According to further embodiments of the present disclosure, just one of the first and second layers of magnetic material may be present. The presence of the first or second layer of magnetic material, or of both of them, forms a low-reluctance path for the magnetic field generated by the respective windings and enables increase of the efficiency of transfer between the primary winding and the secondary winding, improving the magnetic coupling between them.

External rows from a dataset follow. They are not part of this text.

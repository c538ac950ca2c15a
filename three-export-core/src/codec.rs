//! Compression codec tags and the runtime capability registry.
//!
//! The uncompressed codec is always usable. MessagePack is usable only when
//! the crate was built with the `msgpack` feature, which pulls in the
//! support library. The registry is probed once at startup and injected
//! into callers, so tests can substitute a fixed codec set instead of
//! depending on how the binary was built.

use std::fmt;
use std::str::FromStr;

use serde::{Deserialize, Serialize};
use tracing::debug;

use crate::catalog::{self, DomainError};

/// Output compression scheme applied to the exported artifact
#[derive(Debug, Clone, Copy, PartialEq, Eq, Default, Serialize, Deserialize)]
#[serde(rename_all = "lowercase")]
pub enum Codec {
    #[default]
    None,
    Msgpack,
}

impl Codec {
    pub fn tag(&self) -> &'static str {
        match self {
            Codec::None => "none",
            Codec::Msgpack => "msgpack",
        }
    }

    /// The artifact suffix this codec substitutes for the extension body
    /// (the dot of the requested path is kept), or `None` when the
    /// requested path is kept unchanged.
    pub fn suffix(&self) -> Option<&'static str> {
        match self {
            Codec::None => None,
            Codec::Msgpack => Some("pack"),
        }
    }
}

impl fmt::Display for Codec {
    fn fmt(&self, f: &mut fmt::Formatter<'_>) -> fmt::Result {
        f.write_str(self.tag())
    }
}

impl FromStr for Codec {
    type Err = DomainError;

    fn from_str(s: &str) -> Result<Self, Self::Err> {
        match s {
            "none" => Ok(Codec::None),
            "msgpack" => Ok(Codec::Msgpack),
            other => Err(DomainError::UnknownTag {
                key: catalog::COMPRESSION.to_owned(),
                value: other.to_owned(),
            }),
        }
    }
}

/// The set of codecs usable in this process.
///
/// Probed once per process start; the set never changes within a run, even
/// if the environment does.
#[derive(Debug, Clone, PartialEq, Eq)]
pub struct CompressionRegistry {
    available: Vec<Codec>,
}

impl CompressionRegistry {
    /// Probe the build for optional codec support. A missing support
    /// library is the normal case, not an error.
    pub fn probe() -> Self {
        let mut available = vec![Codec::None];
        if cfg!(feature = "msgpack") {
            available.push(Codec::Msgpack);
        }
        debug!(codecs = ?available, "probed compression support");
        Self { available }
    }

    /// Build a registry with a fixed codec set. The uncompressed codec is
    /// always included and always listed first.
    pub fn with_codecs(codecs: impl IntoIterator<Item = Codec>) -> Self {
        let mut available = vec![Codec::None];
        for codec in codecs {
            if !available.contains(&codec) {
                available.push(codec);
            }
        }
        Self { available }
    }

    /// The usable codecs, uncompressed first
    pub fn available(&self) -> &[Codec] {
        &self.available
    }

    pub fn is_available(&self, codec: Codec) -> bool {
        self.available.contains(&codec)
    }
}

impl Default for CompressionRegistry {
    fn default() -> Self {
        Self::probe()
    }
}

/// Encode a record as MessagePack with string field names, for artifact
/// writers that honor the msgpack codec.
#[cfg(feature = "msgpack")]
pub fn pack<T: Serialize>(value: &T) -> anyhow::Result<Vec<u8>> {
    Ok(rmp_serde::to_vec_named(value)?)
}

#[cfg(test)]
mod tests {
    use super::*;

    #[test]
    fn uncompressed_is_always_first() {
        let registry = CompressionRegistry::probe();
        assert_eq!(registry.available()[0], Codec::None);

        let fixed = CompressionRegistry::with_codecs([Codec::Msgpack]);
        assert_eq!(fixed.available(), &[Codec::None, Codec::Msgpack]);
    }

    #[cfg(not(feature = "msgpack"))]
    #[test]
    fn probe_without_support_library_yields_only_uncompressed() {
        let registry = CompressionRegistry::probe();
        assert_eq!(registry.available(), &[Codec::None]);
        assert!(!registry.is_available(Codec::Msgpack));
    }

    #[cfg(feature = "msgpack")]
    #[test]
    fn probe_with_support_library_yields_msgpack() {
        let registry = CompressionRegistry::probe();
        assert_eq!(registry.available(), &[Codec::None, Codec::Msgpack]);
    }

    #[test]
    fn with_codecs_deduplicates() {
        let registry = CompressionRegistry::with_codecs([Codec::None, Codec::Msgpack, Codec::Msgpack]);
        assert_eq!(registry.available(), &[Codec::None, Codec::Msgpack]);
    }

    #[test]
    fn suffixes() {
        assert_eq!(Codec::None.suffix(), None);
        assert_eq!(Codec::Msgpack.suffix(), Some("pack"));
    }

    #[test]
    fn tags_round_trip_through_from_str() {
        assert_eq!("none".parse::<Codec>().unwrap(), Codec::None);
        assert_eq!("msgpack".parse::<Codec>().unwrap(), Codec::Msgpack);
        assert!("gzip".parse::<Codec>().is_err());
    }
}
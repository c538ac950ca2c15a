//! Derivation of the final artifact path from the requested path and the
//! selected codec.

use crate::codec::Codec;

/// The exporter's declared file extension
pub const EXTENSION: &str = ".json";

/// Derive the final artifact path for the selected codec.
///
/// With the uncompressed codec the requested path is returned unchanged.
/// Otherwise the last four characters, assumed to be the export extension,
/// are replaced by the codec suffix:
///
/// ```
/// use three_export_core::{codec::Codec, path::resolve};
///
/// assert_eq!(resolve("model.json", Codec::None), "model.json");
/// assert_eq!(resolve("model.json", Codec::Msgpack), "model.pack");
/// ```
///
/// This is a pure string transform. The caller guarantees that `requested`
/// already ends in `.json` (or another extension whose body is four ASCII
/// characters); nothing here verifies that the removed characters actually
/// match the declared export extension.
pub fn resolve(requested: &str, codec: Codec) -> String {
    match codec.suffix() {
        None => requested.to_owned(),
        Some(suffix) => {
            // Strip the extension body but keep its dot, then substitute
            // the codec suffix.
            let stem = requested.len().saturating_sub(EXTENSION.len() - 1);
            format!("{}{}", &requested[..stem], suffix)
        }
    }
}

#[cfg(test)]
mod tests {
    use super::*;

    #[test]
    fn uncompressed_keeps_the_requested_path() {
        assert_eq!(resolve("model.json", Codec::None), "model.json");
        assert_eq!(resolve("scenes/level1.json", Codec::None), "scenes/level1.json");
    }

    #[test]
    fn msgpack_replaces_the_extension() {
        assert_eq!(resolve("model.json", Codec::Msgpack), "model.pack");
        assert_eq!(resolve("scenes/level1.json", Codec::Msgpack), "scenes/level1.pack");
    }
}
//! Stand-in for the real scene/geometry serializer.
//!
//! The actual encoders live outside this workspace; until they are wired
//! in, the manifest exporter writes the finished settings record to the
//! artifact path so the full pipeline (restore, override, persist, codec
//! and path selection) can be exercised end to end.

use std::fs;
use std::path::Path;

use anyhow::{Context, Result};
use three_export_core::{Codec, Exporter, ExportSettings};

pub struct ManifestExporter;

impl ManifestExporter {
    fn write(&self, path: &Path, settings: &ExportSettings, kind: &str) -> Result<()> {
        let manifest = serde_json::json!({
            "metadata": {
                "type": kind,
                "generator": "three-export",
                "version": three_export_core::VERSION,
            },
            "settings": settings,
        });

        let bytes = match settings.compression {
            #[cfg(feature = "msgpack")]
            Codec::Msgpack => three_export_core::codec::pack(&manifest)?,
            #[cfg(not(feature = "msgpack"))]
            Codec::Msgpack => {
                anyhow::bail!("msgpack codec selected but support is not compiled in")
            }
            Codec::None => {
                if settings.indent {
                    serde_json::to_vec_pretty(&manifest)?
                } else {
                    serde_json::to_vec(&manifest)?
                }
            }
        };

        fs::write(path, bytes)
            .with_context(|| format!("failed to write artifact {}", path.display()))
    }
}

impl Exporter for ManifestExporter {
    fn export_scene(&self, path: &Path, settings: &ExportSettings) -> Result<()> {
        self.write(path, settings, "scene")
    }

    fn export_geometry(&self, path: &Path, settings: &ExportSettings) -> Result<()> {
        self.write(path, settings, "geometry")
    }
}

#[cfg(test)]
mod tests {
    use super::*;
    use tempfile::TempDir;

    #[test]
    fn scene_manifest_is_indented_json_by_default() {
        let dir = TempDir::new().unwrap();
        let artifact = dir.path().join("model.json");

        ManifestExporter
            .export_scene(&artifact, &ExportSettings::default())
            .unwrap();

        let text = fs::read_to_string(&artifact).unwrap();
        assert!(text.contains('\n'), "indented output expected");
        let value: serde_json::Value = serde_json::from_str(&text).unwrap();
        assert_eq!(value["metadata"]["type"], "scene");
        assert_eq!(value["settings"]["vertices"], true);
    }

    #[test]
    fn compact_output_when_indent_is_off() {
        let dir = TempDir::new().unwrap();
        let artifact = dir.path().join("mesh.json");

        let mut settings = ExportSettings::default();
        settings.indent = false;
        ManifestExporter
            .export_geometry(&artifact, &settings)
            .unwrap();

        let text = fs::read_to_string(&artifact).unwrap();
        assert!(!text.contains('\n'));
        let value: serde_json::Value = serde_json::from_str(&text).unwrap();
        assert_eq!(value["metadata"]["type"], "geometry");
    }

    #[cfg(feature = "msgpack")]
    #[test]
    fn msgpack_codec_writes_messagepack() {
        let dir = TempDir::new().unwrap();
        let artifact = dir.path().join("model.pack");

        let mut settings = ExportSettings::default();
        settings.compression = Codec::Msgpack;
        ManifestExporter.export_scene(&artifact, &settings).unwrap();

        let bytes = fs::read(&artifact).unwrap();
        assert!(serde_json::from_slice::<serde_json::Value>(&bytes).is_err());
        assert!(!bytes.is_empty());
    }
}
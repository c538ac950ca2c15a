//! # three-export-core
//!
//! Export-configuration subsystem for a three.js-style 3D scene exporter:
//! the full set of export options, persistence of the user's last-used
//! choices, runtime detection of optional compression codecs, and
//! derivation of the final artifact path.
//!
//! The actual scene/geometry serialization stays behind the
//! [`pipeline::Exporter`] trait; this crate only prepares and persists the
//! settings record it consumes.
//!
//! ## Quick start
//!
//! ```no_run
//! use three_export_core::{
//!     codec::CompressionRegistry,
//!     pipeline::{run_export, ExportRequest},
//!     store::SettingsStore,
//! };
//! # use three_export_core::pipeline::Exporter;
//! # fn exporter() -> Box<dyn Exporter> { unimplemented!() }
//!
//! let store = SettingsStore::in_temp_dir();
//! let registry = CompressionRegistry::probe();
//!
//! // Seed the record from the last-used settings, apply the user's
//! // current choices, then run the action.
//! let mut settings = store.load()?;
//! settings.set_scale(10.0)?;
//!
//! let request = ExportRequest {
//!     destination: Some("model.json".to_owned()),
//!     settings,
//! };
//! let artifact = run_export(&*exporter(), &store, &registry, &request)?;
//! println!("wrote {artifact}");
//! # Ok::<(), Box<dyn std::error::Error>>(())
//! ```

pub mod catalog;
pub mod codec;
pub mod path;
pub mod pipeline;
pub mod settings;
pub mod store;

// Re-export commonly used types
pub use catalog::{Domain, DomainError, OptionSpec, OptionValue};
pub use codec::{Codec, CompressionRegistry};
pub use pipeline::{run_export, ExportError, ExportRequest, Exporter};
pub use settings::{AnimationMode, ExportSettings, GeometryType, LogLevel};
pub use store::{SettingsError, SettingsStore, SETTINGS_FILE_EXPORT};

/// Version information for the core library
pub const VERSION: &str = env!("CARGO_PKG_VERSION");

More in particular, the first layer of magnetic material concentrates the magnetic field generated by the windings of the microtransformer and limits the parasitic currents in the overlying silicon substrate, thus increasing the efficiency of the microtransformer. Both for the first layer and for the second layer of magnetic material, the increase in efficiency of the microtransformer is represented by the use and presence, in the path of the magnetic field lines, of a magnetic material with low reluctance if compared to air or silicon oxide, or to other non-magnetic materials.

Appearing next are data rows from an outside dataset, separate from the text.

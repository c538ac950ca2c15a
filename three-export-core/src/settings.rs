//! The export settings record and its enumeration types.
//!
//! `ExportSettings` is the Configuration Record handed to the exporter: one
//! field per catalog key, serialized as a flat JSON object under the exact
//! key spellings the settings file has always used. Missing fields fall back
//! per key to the catalog default and unrecognized fields are dropped, so a
//! settings file written before the option set grew still restores cleanly.

use std::fmt;
use std::str::FromStr;

use serde::{Deserialize, Serialize};

use crate::catalog::{self, DomainError, OptionValue};
use crate::codec::Codec;

/// How mesh data is grouped in the exported document
#[derive(Debug, Clone, Copy, PartialEq, Eq, Default, Serialize, Deserialize)]
#[serde(rename_all = "snake_case")]
pub enum GeometryType {
    Global,
    #[default]
    Geometry,
    BufferGeometry,
}

impl GeometryType {
    pub fn tag(&self) -> &'static str {
        match self {
            GeometryType::Global => "global",
            GeometryType::Geometry => "geometry",
            GeometryType::BufferGeometry => "buffer_geometry",
        }
    }
}

impl fmt::Display for GeometryType {
    fn fmt(&self, f: &mut fmt::Formatter<'_>) -> fmt::Result {
        f.write_str(self.tag())
    }
}

impl FromStr for GeometryType {
    type Err = DomainError;

    fn from_str(s: &str) -> Result<Self, Self::Err> {
        match s {
            "global" => Ok(GeometryType::Global),
            "geometry" => Ok(GeometryType::Geometry),
            "buffer_geometry" => Ok(GeometryType::BufferGeometry),
            other => Err(DomainError::UnknownTag {
                key: catalog::GEOMETRY_TYPE.to_owned(),
                value: other.to_owned(),
            }),
        }
    }
}

/// Logging verbosity stored with the export settings
#[derive(Debug, Clone, Copy, PartialEq, Eq, Default, Serialize, Deserialize)]
#[serde(rename_all = "lowercase")]
pub enum LogLevel {
    #[default]
    Debug,
    Info,
    Warning,
    Error,
    Critical,
}

impl LogLevel {
    pub fn tag(&self) -> &'static str {
        match self {
            LogLevel::Debug => "debug",
            LogLevel::Info => "info",
            LogLevel::Warning => "warning",
            LogLevel::Error => "error",
            LogLevel::Critical => "critical",
        }
    }

    /// The `tracing` level this verbosity maps to. `critical` has no direct
    /// equivalent and collapses into `ERROR`.
    pub fn tracing_level(&self) -> tracing::Level {
        match self {
            LogLevel::Debug => tracing::Level::DEBUG,
            LogLevel::Info => tracing::Level::INFO,
            LogLevel::Warning => tracing::Level::WARN,
            LogLevel::Error | LogLevel::Critical => tracing::Level::ERROR,
        }
    }
}

impl fmt::Display for LogLevel {
    fn fmt(&self, f: &mut fmt::Formatter<'_>) -> fmt::Result {
        f.write_str(self.tag())
    }
}

impl FromStr for LogLevel {
    type Err = DomainError;

    fn from_str(s: &str) -> Result<Self, Self::Err> {
        match s {
            "debug" => Ok(LogLevel::Debug),
            "info" => Ok(LogLevel::Info),
            "warning" => Ok(LogLevel::Warning),
            "error" => Ok(LogLevel::Error),
            "critical" => Ok(LogLevel::Critical),
            other => Err(DomainError::UnknownTag {
                key: catalog::LOGGING.to_owned(),
                value: other.to_owned(),
            }),
        }
    }
}

/// Skeletal animation export mode
#[derive(Debug, Clone, Copy, PartialEq, Eq, Default, Serialize, Deserialize)]
#[serde(rename_all = "lowercase")]
pub enum AnimationMode {
    #[default]
    Off,
    Pose,
    Rest,
}

impl AnimationMode {
    pub fn tag(&self) -> &'static str {
        match self {
            AnimationMode::Off => "off",
            AnimationMode::Pose => "pose",
            AnimationMode::Rest => "rest",
        }
    }
}

impl fmt::Display for AnimationMode {
    fn fmt(&self, f: &mut fmt::Formatter<'_>) -> fmt::Result {
        f.write_str(self.tag())
    }
}

impl FromStr for AnimationMode {
    type Err = DomainError;

    fn from_str(s: &str) -> Result<Self, Self::Err> {
        match s {
            "off" => Ok(AnimationMode::Off),
            "pose" => Ok(AnimationMode::Pose),
            "rest" => Ok(AnimationMode::Rest),
            other => Err(DomainError::UnknownTag {
                key: catalog::ANIMATION.to_owned(),
                value: other.to_owned(),
            }),
        }
    }
}

/// The complete set of export option values for one export action.
///
/// Created fresh per export (seeded from `SettingsStore::load`), mutated
/// only by the user's current choices, and handed read-only to the exporter.
/// Bounded numeric fields go through the checked setters; direct field
/// access is for reads and for the unbounded toggles.
#[derive(Debug, Clone, PartialEq, Serialize, Deserialize)]
#[serde(default, rename_all = "camelCase")]
pub struct ExportSettings {
    // Geometry
    pub vertices: bool,
    pub faces: bool,
    pub normals: bool,
    pub skinning: bool,
    pub bones: bool,
    pub influences_per_vertex: u32,
    pub geometry_type: GeometryType,

    // Materials
    pub materials: bool,
    pub uv_coords: bool,
    pub face_materials: bool,
    pub maps: bool,
    pub colors: bool,
    pub mix_colors: bool,

    // Scene / output
    pub scale: f64,
    pub enable_precision: bool,
    pub precision: u32,
    pub logging: LogLevel,
    pub compression: Codec,
    pub indent: bool,
    pub copy_textures: bool,

    // Scene content
    pub scene: bool,
    pub embed_animation: bool,
    pub lights: bool,
    pub cameras: bool,

    // Animation
    pub morph_targets: bool,
    pub animation: AnimationMode,
    pub frame_step: u32,
    pub frame_index_as_time: bool,
}

impl Default for ExportSettings {
    fn default() -> Self {
        Self {
            vertices: true,
            faces: true,
            normals: true,
            skinning: true,
            bones: true,
            influences_per_vertex: 2,
            geometry_type: GeometryType::default(),
            materials: true,
            uv_coords: true,
            face_materials: false,
            maps: false,
            colors: false,
            mix_colors: false,
            scale: 1.0,
            enable_precision: true,
            precision: 6,
            logging: LogLevel::default(),
            compression: Codec::default(),
            indent: true,
            copy_textures: true,
            scene: true,
            embed_animation: true,
            lights: false,
            cameras: false,
            morph_targets: false,
            animation: AnimationMode::default(),
            frame_step: 1,
            frame_index_as_time: false,
        }
    }
}

impl ExportSettings {
    /// Set the vertex scale factor, rejecting values outside the catalog
    /// bounds.
    pub fn set_scale(&mut self, value: f64) -> Result<(), DomainError> {
        catalog::check(catalog::SCALE, OptionValue::Float(value))?;
        self.scale = value;
        Ok(())
    }

    /// Set the floating point precision, rejecting values outside the
    /// catalog bounds.
    pub fn set_precision(&mut self, value: u32) -> Result<(), DomainError> {
        catalog::check(catalog::PRECISION, OptionValue::Int(value as i64))?;
        self.precision = value;
        Ok(())
    }

    /// Set the animation frame step, rejecting values outside the catalog
    /// bounds.
    pub fn set_frame_step(&mut self, value: u32) -> Result<(), DomainError> {
        catalog::check(catalog::FRAME_STEP, OptionValue::Int(value as i64))?;
        self.frame_step = value;
        Ok(())
    }

    /// Set the maximum number of bone influences per vertex, rejecting
    /// values outside the catalog bounds.
    pub fn set_influences_per_vertex(&mut self, value: u32) -> Result<(), DomainError> {
        catalog::check(
            catalog::INFLUENCES_PER_VERTEX,
            OptionValue::Int(value as i64),
        )?;
        self.influences_per_vertex = value;
        Ok(())
    }
}

#[cfg(test)]
mod tests {
    use super::*;
    use crate::catalog;

    fn default_json() -> serde_json::Map<String, serde_json::Value> {
        let value = serde_json::to_value(ExportSettings::default()).unwrap();
        match value {
            serde_json::Value::Object(map) => map,
            other => panic!("settings did not serialize to an object: {}", other),
        }
    }

    #[test]
    fn serialized_keys_match_the_catalog_exactly() {
        let map = default_json();
        for key in catalog::keys() {
            assert!(map.contains_key(key), "missing serialized key `{}`", key);
        }
        assert_eq!(map.len(), catalog::CATALOG.len());
    }

    #[test]
    fn serialized_defaults_match_catalog_defaults() {
        let map = default_json();
        for entry in catalog::CATALOG {
            let found = &map[entry.key];
            match &entry.default {
                catalog::OptionValue::Bool(b) => assert_eq!(found, &serde_json::json!(b)),
                catalog::OptionValue::Int(i) => assert_eq!(found, &serde_json::json!(i)),
                catalog::OptionValue::Float(f) => assert_eq!(found, &serde_json::json!(f)),
                catalog::OptionValue::Tag(t) => assert_eq!(found, &serde_json::json!(t)),
            }
        }
    }

    #[test]
    fn missing_keys_fall_back_per_key() {
        // A partial record, as left behind by an older build with fewer
        // options.
        let partial = r#"{"vertices": false, "scale": 2.5}"#;
        let settings: ExportSettings = serde_json::from_str(partial).unwrap();
        assert!(!settings.vertices);
        assert_eq!(settings.scale, 2.5);

        let defaults = ExportSettings::default();
        assert_eq!(settings.faces, defaults.faces);
        assert_eq!(settings.precision, defaults.precision);
        assert_eq!(settings.compression, defaults.compression);
        assert_eq!(settings.animation, defaults.animation);
    }

    #[test]
    fn unknown_keys_are_dropped() {
        let stale = r#"{"vertices": false, "blendingType": "additive"}"#;
        let settings: ExportSettings = serde_json::from_str(stale).unwrap();
        assert!(!settings.vertices);

        let round_tripped = serde_json::to_value(&settings).unwrap();
        assert!(round_tripped.get("blendingType").is_none());
    }

    #[test]
    fn enum_tags_serialize_as_their_literal_spellings() {
        let mut settings = ExportSettings::default();
        settings.geometry_type = GeometryType::BufferGeometry;
        settings.logging = LogLevel::Warning;
        settings.animation = AnimationMode::Rest;

        let value = serde_json::to_value(&settings).unwrap();
        assert_eq!(value["geometryType"], "buffer_geometry");
        assert_eq!(value["logging"], "warning");
        assert_eq!(value["animation"], "rest");
        assert_eq!(value["compression"], "none");
    }

    #[test]
    fn scale_setter_rejects_out_of_range() {
        let mut settings = ExportSettings::default();
        assert!(settings.set_scale(0.0).is_err());
        assert_eq!(settings.scale, 1.0);
        settings.set_scale(10.0).unwrap();
        assert_eq!(settings.scale, 10.0);
    }

    #[test]
    fn precision_setter_rejects_out_of_range() {
        let mut settings = ExportSettings::default();
        assert!(settings.set_precision(20).is_err());
        assert_eq!(settings.precision, 6);
        settings.set_precision(0).unwrap();
        settings.set_precision(16).unwrap();
    }

    #[test]
    fn frame_step_and_influences_setters_enforce_bounds() {
        let mut settings = ExportSettings::default();
        assert!(settings.set_frame_step(0).is_err());
        assert!(settings.set_frame_step(1001).is_err());
        settings.set_frame_step(24).unwrap();

        assert!(settings.set_influences_per_vertex(0).is_err());
        assert!(settings.set_influences_per_vertex(5).is_err());
        settings.set_influences_per_vertex(4).unwrap();
    }

    #[test]
    fn tags_parse_back_from_their_spellings() {
        assert_eq!(
            "buffer_geometry".parse::<GeometryType>().unwrap(),
            GeometryType::BufferGeometry
        );
        assert_eq!("critical".parse::<LogLevel>().unwrap(), LogLevel::Critical);
        assert_eq!("pose".parse::<AnimationMode>().unwrap(), AnimationMode::Pose);
        assert!("nurbs".parse::<GeometryType>().is_err());
    }
}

However, since the loss due to parasitic currents also afflicts the first and second layers of magnetic material, according to a further aspect of the present disclosure, the layers of magnetic material include a plurality of magnetic sub-layers and insulating sub-layers alternating with one another in a laminated structure. The thickness of each of the magnetic layers of the laminated structure is chosen to be substantially equal to the skin depth δ of each of them. This embodiment enables interruption of the path of the currents in the respective layer of magnetic material.

According to a different embodiment, the first layer and/or second layer of magnetic material, having a thickness greater than the skin depth δ, may be sectioned in the direction of the thickness to form slices, which have a dimension (in this case, the width) equal to or less than the skin depth δ, separated from one another by dielectric layers. Also this embodiment enables interruption of the path of the currents in the respective layer of magnetic material.

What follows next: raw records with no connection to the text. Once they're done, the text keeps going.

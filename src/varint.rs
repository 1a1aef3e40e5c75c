//! MQTT wire primitives (MQTT v5 §1.5).
//!
//! The remaining-length field of every MQTT packet is a variable-byte
//! integer: little-endian base-128 with a continuation bit of 0x80 on every
//! byte except the last. MQTT caps the encoding at 4 bytes, so the
//! largest representable value is 2^28 - 1. String fields are UTF-8 with a
//! 2-byte big-endian length prefix.

/// A decoded variable-byte integer together with the bytes it occupied.
#[derive(Debug, Clone, Copy, PartialEq, Eq)]
pub struct Varint {
    pub value: u32,
    pub consumed: usize,
}

/// Encode `n` as an MQTT variable-byte integer.
///
/// Callers must keep `n` below 2^28; larger values are not representable in
/// the 4-byte form the protocol allows.
pub fn encode_varint(mut n: u32) -> Vec<u8> {
    let mut bytes = Vec::with_capacity(4);
    loop {
        let mut b = (n % 128) as u8;
        n /= 128;
        if n > 0 {
            b |= 0x80;
        }
        bytes.push(b);
        if n == 0 {
            return bytes;
        }
    }
}

/// Decode a variable-byte integer from `buf` starting at `offset`.
///
/// Returns `None` when the buffer ends before a terminating byte, or when
/// the fourth byte still carries the continuation bit (oversized encoding).
/// Callers must treat `None` as "insufficient or invalid data".
pub fn decode_varint(buf: &[u8], offset: usize) -> Option<Varint> {
    let mut value = 0u32;
    let mut shift = 0;
    let mut consumed = 0;
    loop {
        let byte = *buf.get(offset + consumed)?;
        consumed += 1;
        value |= u32::from(byte & 0x7f) << shift;
        if byte & 0x80 == 0 {
            return Some(Varint { value, consumed });
        }
        if consumed == 4 {
            return None;
        }
        shift += 7;
    }
}

/// Encode `s` as a 2-byte big-endian length prefix followed by UTF-8 bytes.
///
/// The length prefix is 16 bits; strings whose encoding exceeds 65535 bytes
/// are a caller error and have their length truncated rather than panicking.
pub fn write_utf8(s: &str) -> Vec<u8> {
    let bytes = s.as_bytes();
    let len = bytes.len() as u16;
    let mut buf = Vec::with_capacity(2 + bytes.len());
    buf.extend_from_slice(&len.to_be_bytes());
    buf.extend_from_slice(bytes);
    buf
}

/// Decode a length-prefixed UTF-8 string from `buf` starting at `offset`.
///
/// Returns the string and the total bytes consumed (prefix included), or
/// `None` when the buffer is too short. Invalid UTF-8 is replaced rather
/// than rejected, matching how payload text is handled.
pub fn read_utf8(buf: &[u8], offset: usize) -> Option<(String, usize)> {
    let len_bytes = buf.get(offset..offset + 2)?;
    let len = u16::from_be_bytes([len_bytes[0], len_bytes[1]]) as usize;
    let bytes = buf.get(offset + 2..offset + 2 + len)?;
    Some((String::from_utf8_lossy(bytes).into_owned(), 2 + len))
}

#[cfg(test)]
mod tests {
    use super::*;

    #[test]
    fn varint_roundtrip_boundaries() {
        for n in [
            0u32,
            1,
            127,
            128,
            16_383,
            16_384,
            2_097_151,
            2_097_152,
            (1 << 28) - 1,
        ] {
            let encoded = encode_varint(n);
            let decoded = decode_varint(&encoded, 0).unwrap();
            assert_eq!(decoded.value, n);
            assert_eq!(decoded.consumed, encoded.len());
        }
    }

    #[test]
    fn varint_encoded_lengths() {
        assert_eq!(encode_varint(127).len(), 1);
        assert_eq!(encode_varint(128).len(), 2);
        assert_eq!(encode_varint(16_384).len(), 3);
        assert_eq!(encode_varint(2_097_152).len(), 4);
    }

    #[test]
    fn varint_with_offset() {
        let mut buf = vec![0xff, 0xff];
        buf.extend(encode_varint(300));
        let decoded = decode_varint(&buf, 2).unwrap();
        assert_eq!(decoded.value, 300);
        assert_eq!(decoded.consumed, 2);
    }

    #[test]
    fn varint_truncated() {
        // Continuation bit set but the buffer ends.
        assert_eq!(decode_varint(&[0x80], 0), None);
        assert_eq!(decode_varint(&[], 0), None);
        assert_eq!(decode_varint(&[0x00], 1), None);
    }

    #[test]
    fn varint_oversized() {
        // Five continuation bytes: must report failure, not panic or spin.
        assert_eq!(decode_varint(&[0x80, 0x80, 0x80, 0x80, 0x80], 0), None);
        // Four bytes with the last still continuing is also malformed.
        assert_eq!(decode_varint(&[0xff, 0xff, 0xff, 0xff, 0x01], 0), None);
    }

    #[test]
    fn utf8_roundtrip() {
        for s in ["", "a/b", "hello world", "grüße/置顶", "🦀"] {
            let encoded = write_utf8(s);
            let (decoded, consumed) = read_utf8(&encoded, 0).unwrap();
            assert_eq!(decoded, s);
            assert_eq!(consumed, encoded.len());
        }
    }

    #[test]
    fn utf8_truncated() {
        let encoded = write_utf8("topic");
        assert_eq!(read_utf8(&encoded[..encoded.len() - 1], 0), None);
        assert_eq!(read_utf8(&encoded[..1], 0), None);
    }

    #[test]
    fn utf8_oversized_string_truncates_length() {
        // 65536 bytes: the 16-bit prefix wraps to 0. Characterized, not
        // supported; callers must keep strings under 64 KiB.
        let s = "x".repeat(65_536);
        let encoded = write_utf8(&s);
        assert_eq!(&encoded[..2], &[0, 0]);
    }
}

BRIEF DESCRIPTION OF THE DRAWINGS

For a better understanding of the invention, some embodiments thereof will now be described, purely by way of non-limiting example and with reference to the attached drawings, wherein:

FIG. 1 shows a system that comprises a galvanically insulated coupling module, in particular a transformer;

FIG. 2 illustrates, in lateral sectional view, a portion of an electronic component including a micro-integrated transformer according to one embodiment of the present disclosure;

FIG. 3A shows, in lateral sectional view, a structure for magnetic field confinement integrated in the electronic component of FIG. 2, according to one aspect of the present disclosure;

FIG. 3B shows, in top plan view, a structure for magnetic field confinement integrated in the electronic component of FIG. 2, according to a further aspect of the present disclosure;

FIG. 3C shows, in top plan view, a structure for magnetic field confinement integrated in the electronic component of FIG. 2, according to a further aspect of the present disclosure; and

FIGS. 4-12 illustrate, in lateral sectional views, steps for manufacturing the electronic component of FIG. 2.

DETAILED DESCRIPTION

FIG. 1 is a schematic illustration of a system for transceiving an electrical signal based upon inductive coupling and configured so that a transmitter TX is galvanically insulated from a receiver RX by a transformer 2 (in particular, a micro-transformer). In this context, the term “micro-transformer” denotes a transformer produced according to the integrated-circuit manufacturing technology.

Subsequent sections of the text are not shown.